Required work ->
Go through the entries below and print, exactly, the lines starting at the one with "filename crates/errtag/src/shorten.rs" and ending at the one with "truncate to the", keeping both ends and no others.

Collected data entries

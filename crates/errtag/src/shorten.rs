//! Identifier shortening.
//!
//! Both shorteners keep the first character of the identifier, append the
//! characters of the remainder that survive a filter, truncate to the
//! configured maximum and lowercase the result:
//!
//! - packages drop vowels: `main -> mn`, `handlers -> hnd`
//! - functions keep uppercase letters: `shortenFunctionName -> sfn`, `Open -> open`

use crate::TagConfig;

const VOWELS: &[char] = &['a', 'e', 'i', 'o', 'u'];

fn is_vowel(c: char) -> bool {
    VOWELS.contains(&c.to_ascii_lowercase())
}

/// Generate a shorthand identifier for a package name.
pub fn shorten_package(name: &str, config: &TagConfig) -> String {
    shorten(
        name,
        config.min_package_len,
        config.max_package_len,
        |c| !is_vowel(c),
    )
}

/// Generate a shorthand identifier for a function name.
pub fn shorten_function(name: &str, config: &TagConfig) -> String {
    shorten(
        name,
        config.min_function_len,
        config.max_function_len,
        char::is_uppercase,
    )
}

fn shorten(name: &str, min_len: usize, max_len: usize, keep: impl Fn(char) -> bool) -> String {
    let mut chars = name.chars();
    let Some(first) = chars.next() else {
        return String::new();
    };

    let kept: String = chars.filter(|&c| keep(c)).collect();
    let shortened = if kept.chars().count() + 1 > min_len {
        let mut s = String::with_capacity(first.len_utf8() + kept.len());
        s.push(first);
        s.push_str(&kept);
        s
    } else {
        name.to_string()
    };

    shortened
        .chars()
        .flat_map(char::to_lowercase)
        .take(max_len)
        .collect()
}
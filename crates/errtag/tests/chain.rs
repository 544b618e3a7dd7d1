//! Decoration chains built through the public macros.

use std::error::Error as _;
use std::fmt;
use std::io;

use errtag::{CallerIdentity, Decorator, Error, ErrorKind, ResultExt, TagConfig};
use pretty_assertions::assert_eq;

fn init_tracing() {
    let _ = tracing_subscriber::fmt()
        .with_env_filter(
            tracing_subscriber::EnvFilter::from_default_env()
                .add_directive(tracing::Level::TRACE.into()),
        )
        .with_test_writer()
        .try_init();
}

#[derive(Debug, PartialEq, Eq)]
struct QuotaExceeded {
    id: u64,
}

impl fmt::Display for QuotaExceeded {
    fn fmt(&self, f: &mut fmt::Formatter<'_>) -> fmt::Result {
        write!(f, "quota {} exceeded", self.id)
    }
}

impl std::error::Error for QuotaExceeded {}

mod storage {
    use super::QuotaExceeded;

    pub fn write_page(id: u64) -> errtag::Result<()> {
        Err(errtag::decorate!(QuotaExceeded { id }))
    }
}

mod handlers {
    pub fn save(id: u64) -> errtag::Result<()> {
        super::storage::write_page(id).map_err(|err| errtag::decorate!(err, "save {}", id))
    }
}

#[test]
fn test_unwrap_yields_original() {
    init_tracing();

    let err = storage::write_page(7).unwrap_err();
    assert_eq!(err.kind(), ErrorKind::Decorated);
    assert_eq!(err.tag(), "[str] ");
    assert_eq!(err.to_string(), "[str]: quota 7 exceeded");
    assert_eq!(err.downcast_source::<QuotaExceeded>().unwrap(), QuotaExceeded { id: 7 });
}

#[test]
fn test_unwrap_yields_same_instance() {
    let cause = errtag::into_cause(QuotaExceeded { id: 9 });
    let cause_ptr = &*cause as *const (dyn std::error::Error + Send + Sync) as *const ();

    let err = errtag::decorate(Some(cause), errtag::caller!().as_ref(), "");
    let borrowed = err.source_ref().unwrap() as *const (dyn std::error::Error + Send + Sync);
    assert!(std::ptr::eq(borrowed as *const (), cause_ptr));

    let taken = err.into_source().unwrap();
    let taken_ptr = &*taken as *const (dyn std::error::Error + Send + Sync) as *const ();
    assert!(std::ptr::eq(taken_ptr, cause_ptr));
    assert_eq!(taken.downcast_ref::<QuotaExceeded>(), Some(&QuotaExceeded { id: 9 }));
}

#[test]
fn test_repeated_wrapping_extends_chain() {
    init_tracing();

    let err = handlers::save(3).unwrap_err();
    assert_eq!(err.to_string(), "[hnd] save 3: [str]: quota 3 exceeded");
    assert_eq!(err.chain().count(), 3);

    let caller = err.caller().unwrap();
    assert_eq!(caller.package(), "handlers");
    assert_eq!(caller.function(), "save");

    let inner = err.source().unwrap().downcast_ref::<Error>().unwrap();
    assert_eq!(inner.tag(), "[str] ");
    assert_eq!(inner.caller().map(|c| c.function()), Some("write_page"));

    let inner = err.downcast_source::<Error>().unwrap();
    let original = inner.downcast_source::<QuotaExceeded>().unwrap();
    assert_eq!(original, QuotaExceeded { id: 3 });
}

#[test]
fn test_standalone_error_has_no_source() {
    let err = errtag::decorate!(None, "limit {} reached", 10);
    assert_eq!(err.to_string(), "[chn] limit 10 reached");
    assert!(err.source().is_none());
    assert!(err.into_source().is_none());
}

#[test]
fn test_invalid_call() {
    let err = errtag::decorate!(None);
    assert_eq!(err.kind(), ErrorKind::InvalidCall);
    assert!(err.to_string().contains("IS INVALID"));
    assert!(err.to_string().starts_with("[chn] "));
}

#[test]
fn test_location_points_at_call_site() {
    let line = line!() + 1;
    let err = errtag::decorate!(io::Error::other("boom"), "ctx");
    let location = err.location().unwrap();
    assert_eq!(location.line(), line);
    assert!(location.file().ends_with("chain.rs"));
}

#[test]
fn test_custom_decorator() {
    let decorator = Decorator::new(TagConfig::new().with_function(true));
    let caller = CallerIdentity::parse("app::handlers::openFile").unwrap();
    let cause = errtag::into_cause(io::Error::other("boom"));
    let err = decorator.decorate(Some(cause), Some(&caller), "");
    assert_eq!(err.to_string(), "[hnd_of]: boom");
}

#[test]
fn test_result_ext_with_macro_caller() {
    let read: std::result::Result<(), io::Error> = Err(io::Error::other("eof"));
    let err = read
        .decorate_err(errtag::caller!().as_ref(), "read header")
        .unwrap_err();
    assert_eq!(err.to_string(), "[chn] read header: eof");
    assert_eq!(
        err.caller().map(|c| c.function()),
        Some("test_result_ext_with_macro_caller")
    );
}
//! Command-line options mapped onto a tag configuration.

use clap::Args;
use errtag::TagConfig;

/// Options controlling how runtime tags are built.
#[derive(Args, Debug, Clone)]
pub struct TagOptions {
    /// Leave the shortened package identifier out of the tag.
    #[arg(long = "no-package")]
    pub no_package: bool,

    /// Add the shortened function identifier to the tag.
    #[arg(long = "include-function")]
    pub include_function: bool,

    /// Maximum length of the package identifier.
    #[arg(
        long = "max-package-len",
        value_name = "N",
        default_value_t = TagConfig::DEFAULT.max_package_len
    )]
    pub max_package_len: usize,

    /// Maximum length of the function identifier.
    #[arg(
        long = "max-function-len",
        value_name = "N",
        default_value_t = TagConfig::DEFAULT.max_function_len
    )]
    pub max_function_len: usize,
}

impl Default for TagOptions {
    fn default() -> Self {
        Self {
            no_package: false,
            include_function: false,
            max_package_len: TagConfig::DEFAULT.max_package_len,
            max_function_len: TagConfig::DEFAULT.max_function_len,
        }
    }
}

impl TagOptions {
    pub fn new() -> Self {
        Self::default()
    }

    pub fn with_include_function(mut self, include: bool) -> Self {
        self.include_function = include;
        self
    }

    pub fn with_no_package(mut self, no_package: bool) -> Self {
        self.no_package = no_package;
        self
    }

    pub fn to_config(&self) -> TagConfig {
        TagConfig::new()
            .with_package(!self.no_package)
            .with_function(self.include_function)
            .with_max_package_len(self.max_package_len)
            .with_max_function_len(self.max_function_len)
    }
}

* * *

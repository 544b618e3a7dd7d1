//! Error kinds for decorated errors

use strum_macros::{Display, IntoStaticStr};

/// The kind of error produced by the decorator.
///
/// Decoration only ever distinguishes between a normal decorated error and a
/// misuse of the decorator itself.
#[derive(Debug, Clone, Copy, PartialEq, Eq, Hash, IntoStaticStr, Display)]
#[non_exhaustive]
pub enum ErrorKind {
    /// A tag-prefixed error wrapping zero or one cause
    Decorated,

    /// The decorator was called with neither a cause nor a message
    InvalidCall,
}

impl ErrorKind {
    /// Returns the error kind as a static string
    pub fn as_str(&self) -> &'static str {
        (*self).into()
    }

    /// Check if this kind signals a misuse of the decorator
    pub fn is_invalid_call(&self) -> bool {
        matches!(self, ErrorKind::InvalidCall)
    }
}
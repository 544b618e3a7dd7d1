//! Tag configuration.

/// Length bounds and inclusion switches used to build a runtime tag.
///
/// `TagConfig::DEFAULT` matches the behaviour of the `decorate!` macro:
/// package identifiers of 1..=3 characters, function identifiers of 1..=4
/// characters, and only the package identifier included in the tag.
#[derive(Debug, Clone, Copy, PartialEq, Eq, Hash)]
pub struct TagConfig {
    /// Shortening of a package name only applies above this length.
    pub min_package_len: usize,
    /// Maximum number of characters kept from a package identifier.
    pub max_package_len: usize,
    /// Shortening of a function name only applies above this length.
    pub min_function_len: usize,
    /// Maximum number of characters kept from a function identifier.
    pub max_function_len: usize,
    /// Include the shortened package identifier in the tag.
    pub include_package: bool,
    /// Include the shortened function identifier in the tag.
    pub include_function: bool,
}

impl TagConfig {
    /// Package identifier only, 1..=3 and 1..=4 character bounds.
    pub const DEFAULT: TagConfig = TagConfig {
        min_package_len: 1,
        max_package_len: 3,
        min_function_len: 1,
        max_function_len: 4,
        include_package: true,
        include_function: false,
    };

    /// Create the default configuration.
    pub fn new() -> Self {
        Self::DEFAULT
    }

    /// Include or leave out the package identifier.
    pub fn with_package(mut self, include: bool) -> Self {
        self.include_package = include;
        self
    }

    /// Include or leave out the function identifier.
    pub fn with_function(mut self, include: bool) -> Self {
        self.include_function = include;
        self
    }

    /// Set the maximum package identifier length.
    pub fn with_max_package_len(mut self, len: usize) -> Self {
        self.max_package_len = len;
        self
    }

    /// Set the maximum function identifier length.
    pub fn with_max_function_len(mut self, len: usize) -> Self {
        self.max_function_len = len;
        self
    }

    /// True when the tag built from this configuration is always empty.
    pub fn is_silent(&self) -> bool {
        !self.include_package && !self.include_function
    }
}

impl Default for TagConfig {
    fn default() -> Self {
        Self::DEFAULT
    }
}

---

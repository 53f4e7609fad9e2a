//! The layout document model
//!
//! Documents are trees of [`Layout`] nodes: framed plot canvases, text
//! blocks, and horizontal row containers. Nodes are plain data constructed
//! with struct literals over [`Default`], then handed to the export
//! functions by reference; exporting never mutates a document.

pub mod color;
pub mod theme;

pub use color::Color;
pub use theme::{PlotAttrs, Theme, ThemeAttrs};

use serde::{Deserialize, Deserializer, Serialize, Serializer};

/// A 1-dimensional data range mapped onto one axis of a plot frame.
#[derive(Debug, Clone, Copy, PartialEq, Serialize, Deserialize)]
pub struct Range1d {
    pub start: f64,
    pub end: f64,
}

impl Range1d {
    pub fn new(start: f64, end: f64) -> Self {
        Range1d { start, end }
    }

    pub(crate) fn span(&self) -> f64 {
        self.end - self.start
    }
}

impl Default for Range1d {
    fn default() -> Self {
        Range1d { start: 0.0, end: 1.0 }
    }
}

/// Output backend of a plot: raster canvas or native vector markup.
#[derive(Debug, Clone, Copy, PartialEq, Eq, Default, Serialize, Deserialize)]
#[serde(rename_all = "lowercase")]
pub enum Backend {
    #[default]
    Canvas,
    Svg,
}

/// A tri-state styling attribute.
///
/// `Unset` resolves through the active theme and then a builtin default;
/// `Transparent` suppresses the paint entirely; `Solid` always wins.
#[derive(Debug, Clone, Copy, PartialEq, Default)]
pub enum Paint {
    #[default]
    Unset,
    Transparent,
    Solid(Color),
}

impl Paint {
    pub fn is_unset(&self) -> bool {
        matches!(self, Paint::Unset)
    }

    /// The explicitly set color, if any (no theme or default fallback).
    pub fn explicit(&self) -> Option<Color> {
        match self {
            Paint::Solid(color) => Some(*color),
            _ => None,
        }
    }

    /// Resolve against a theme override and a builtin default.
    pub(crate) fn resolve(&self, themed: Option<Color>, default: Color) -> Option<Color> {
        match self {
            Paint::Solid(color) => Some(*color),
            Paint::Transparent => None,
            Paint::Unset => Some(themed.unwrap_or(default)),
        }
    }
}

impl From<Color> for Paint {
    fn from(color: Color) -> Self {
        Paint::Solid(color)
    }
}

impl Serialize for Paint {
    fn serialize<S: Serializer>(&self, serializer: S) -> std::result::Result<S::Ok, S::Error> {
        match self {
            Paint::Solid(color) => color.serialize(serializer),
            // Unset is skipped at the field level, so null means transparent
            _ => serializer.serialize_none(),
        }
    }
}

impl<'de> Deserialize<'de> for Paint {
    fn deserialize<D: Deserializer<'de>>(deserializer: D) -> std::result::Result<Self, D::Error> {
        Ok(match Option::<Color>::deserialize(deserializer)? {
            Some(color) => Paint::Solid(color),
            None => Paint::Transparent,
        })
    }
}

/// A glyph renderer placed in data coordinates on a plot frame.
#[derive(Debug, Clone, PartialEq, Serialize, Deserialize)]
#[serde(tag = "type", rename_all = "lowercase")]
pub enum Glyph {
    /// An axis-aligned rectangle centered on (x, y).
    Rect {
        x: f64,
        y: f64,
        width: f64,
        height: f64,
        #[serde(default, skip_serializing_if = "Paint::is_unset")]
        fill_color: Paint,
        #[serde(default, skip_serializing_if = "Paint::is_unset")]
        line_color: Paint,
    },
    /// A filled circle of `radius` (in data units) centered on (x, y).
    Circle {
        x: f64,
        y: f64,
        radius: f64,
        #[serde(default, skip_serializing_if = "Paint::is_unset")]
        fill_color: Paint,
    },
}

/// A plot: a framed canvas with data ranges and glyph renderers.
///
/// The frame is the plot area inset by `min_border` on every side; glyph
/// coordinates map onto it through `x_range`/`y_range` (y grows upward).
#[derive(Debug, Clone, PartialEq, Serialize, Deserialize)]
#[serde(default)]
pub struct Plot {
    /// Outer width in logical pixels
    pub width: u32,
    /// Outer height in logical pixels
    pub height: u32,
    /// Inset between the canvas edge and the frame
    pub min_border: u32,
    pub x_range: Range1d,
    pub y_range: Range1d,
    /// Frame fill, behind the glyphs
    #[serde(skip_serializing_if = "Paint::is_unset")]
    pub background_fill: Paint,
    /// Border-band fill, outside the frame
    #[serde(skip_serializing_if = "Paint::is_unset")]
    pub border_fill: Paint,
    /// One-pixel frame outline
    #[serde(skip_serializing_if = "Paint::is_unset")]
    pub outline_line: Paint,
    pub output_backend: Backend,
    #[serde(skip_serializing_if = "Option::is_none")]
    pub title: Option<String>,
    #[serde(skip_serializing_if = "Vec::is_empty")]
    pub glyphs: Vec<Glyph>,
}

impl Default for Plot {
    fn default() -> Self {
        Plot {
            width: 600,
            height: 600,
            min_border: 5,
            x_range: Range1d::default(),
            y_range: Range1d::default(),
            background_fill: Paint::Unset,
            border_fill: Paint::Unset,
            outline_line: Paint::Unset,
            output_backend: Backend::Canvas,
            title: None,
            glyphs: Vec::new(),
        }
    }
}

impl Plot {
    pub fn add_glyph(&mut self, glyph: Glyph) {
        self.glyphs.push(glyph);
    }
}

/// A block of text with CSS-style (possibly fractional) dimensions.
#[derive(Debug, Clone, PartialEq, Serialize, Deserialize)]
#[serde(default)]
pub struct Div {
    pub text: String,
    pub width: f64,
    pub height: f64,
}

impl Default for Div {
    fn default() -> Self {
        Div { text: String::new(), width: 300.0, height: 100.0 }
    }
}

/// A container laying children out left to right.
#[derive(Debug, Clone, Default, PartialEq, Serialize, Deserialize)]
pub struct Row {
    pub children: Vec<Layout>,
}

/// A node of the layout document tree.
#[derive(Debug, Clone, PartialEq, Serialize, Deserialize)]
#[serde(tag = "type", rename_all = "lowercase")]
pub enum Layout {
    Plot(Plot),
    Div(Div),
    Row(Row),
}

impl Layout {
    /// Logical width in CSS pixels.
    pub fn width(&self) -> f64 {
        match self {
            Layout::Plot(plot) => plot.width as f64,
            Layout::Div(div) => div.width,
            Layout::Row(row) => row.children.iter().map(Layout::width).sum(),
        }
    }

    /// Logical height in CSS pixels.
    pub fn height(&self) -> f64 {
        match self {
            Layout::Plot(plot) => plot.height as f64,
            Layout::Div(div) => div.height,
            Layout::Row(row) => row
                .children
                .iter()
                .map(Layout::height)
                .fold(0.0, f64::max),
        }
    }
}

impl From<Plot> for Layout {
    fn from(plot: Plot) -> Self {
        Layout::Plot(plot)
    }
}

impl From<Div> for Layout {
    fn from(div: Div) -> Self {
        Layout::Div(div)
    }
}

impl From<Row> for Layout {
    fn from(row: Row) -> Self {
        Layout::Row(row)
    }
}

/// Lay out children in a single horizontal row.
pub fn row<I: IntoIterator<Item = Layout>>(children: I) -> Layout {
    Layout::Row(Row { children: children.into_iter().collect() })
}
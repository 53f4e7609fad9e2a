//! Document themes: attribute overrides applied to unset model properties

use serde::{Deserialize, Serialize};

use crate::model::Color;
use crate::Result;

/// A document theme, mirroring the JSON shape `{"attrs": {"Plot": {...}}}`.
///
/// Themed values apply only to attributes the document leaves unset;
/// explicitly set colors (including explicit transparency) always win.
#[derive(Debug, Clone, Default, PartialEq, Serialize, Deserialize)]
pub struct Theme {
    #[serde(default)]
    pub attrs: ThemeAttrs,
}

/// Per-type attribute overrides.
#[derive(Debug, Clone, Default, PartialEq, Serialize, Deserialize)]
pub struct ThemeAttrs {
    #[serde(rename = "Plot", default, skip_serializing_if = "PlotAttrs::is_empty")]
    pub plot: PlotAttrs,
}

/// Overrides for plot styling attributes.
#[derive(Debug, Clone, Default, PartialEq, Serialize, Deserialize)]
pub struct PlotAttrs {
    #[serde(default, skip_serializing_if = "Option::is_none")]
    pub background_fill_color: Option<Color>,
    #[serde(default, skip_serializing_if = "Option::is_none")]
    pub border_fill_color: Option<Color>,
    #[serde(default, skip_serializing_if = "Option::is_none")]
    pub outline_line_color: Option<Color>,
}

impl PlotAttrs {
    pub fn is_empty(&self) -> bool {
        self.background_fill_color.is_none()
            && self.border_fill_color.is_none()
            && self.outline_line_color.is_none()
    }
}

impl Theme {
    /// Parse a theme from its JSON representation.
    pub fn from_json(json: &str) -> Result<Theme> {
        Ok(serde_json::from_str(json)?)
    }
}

Exercise result ->
filename crates/errtag/src/shorten.rs
//! Identifier shortening.
//!
//! Both shorteners keep the first character of the identifier, append the
//! characters of the remainder that survive a filter, truncate to the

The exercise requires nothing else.